The Far Eastern Championship Games (also known as the Far Eastern Championships, Far Eastern Games or Far East Games) was an Asian multi-sport event considered to be a precursor to the Asian Games.

History 

In 1913, Elwood Brown, president of the Philippine Amateur Athletic Association and Manila Carnival Games, proposed the creation of the "Far Eastern Olympic Games" to China and Japan. It was at that time that Governor-General William Cameron Forbes was the president of the Philippine Amateur Athletic Federation from 1911-1913. Governor-General Forbes formed the Far Eastern Olympic Association.

The first event was held on the Manila Carnival grounds (later the Rizal Memorial Sports Complex) in Malate, Manila, Philippines on February 4, 1913 and was known as the "First Oriental Olympic Games". Forbes was also the one who formally declare the games open. Six countries participated in the eight-day event: the host country then-named Philippine Islands, Republic of China, Empire of Japan, British East Indies (Malaysia), Kingdom of Thailand and British crown colony Hong Kong.

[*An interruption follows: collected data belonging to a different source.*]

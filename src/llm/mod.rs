pub mod client;
pub mod models;
pub mod prompts;

pub use client::{AnthropicClient, GenerationOutput, TestGenerator};
pub use models::TokenUsage;
pub use prompts::{build_test_prompt, PromptContext, SAMPLE_METHOD};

In 1915, the name changed to Far Eastern Championship Games and the association to Far Eastern Athletic Association when the event was held at Hongkou Park in Shanghai, China. They were held there again in 1921. The games were held every two years except in 1929 when Japan decided to delay the project to 1930. The FEAA decided to change the time table to four years and the Philippine Islands hosted the tenth games in 1934. Dutch East Indies (Indonesia) joined in the 1934 FECG.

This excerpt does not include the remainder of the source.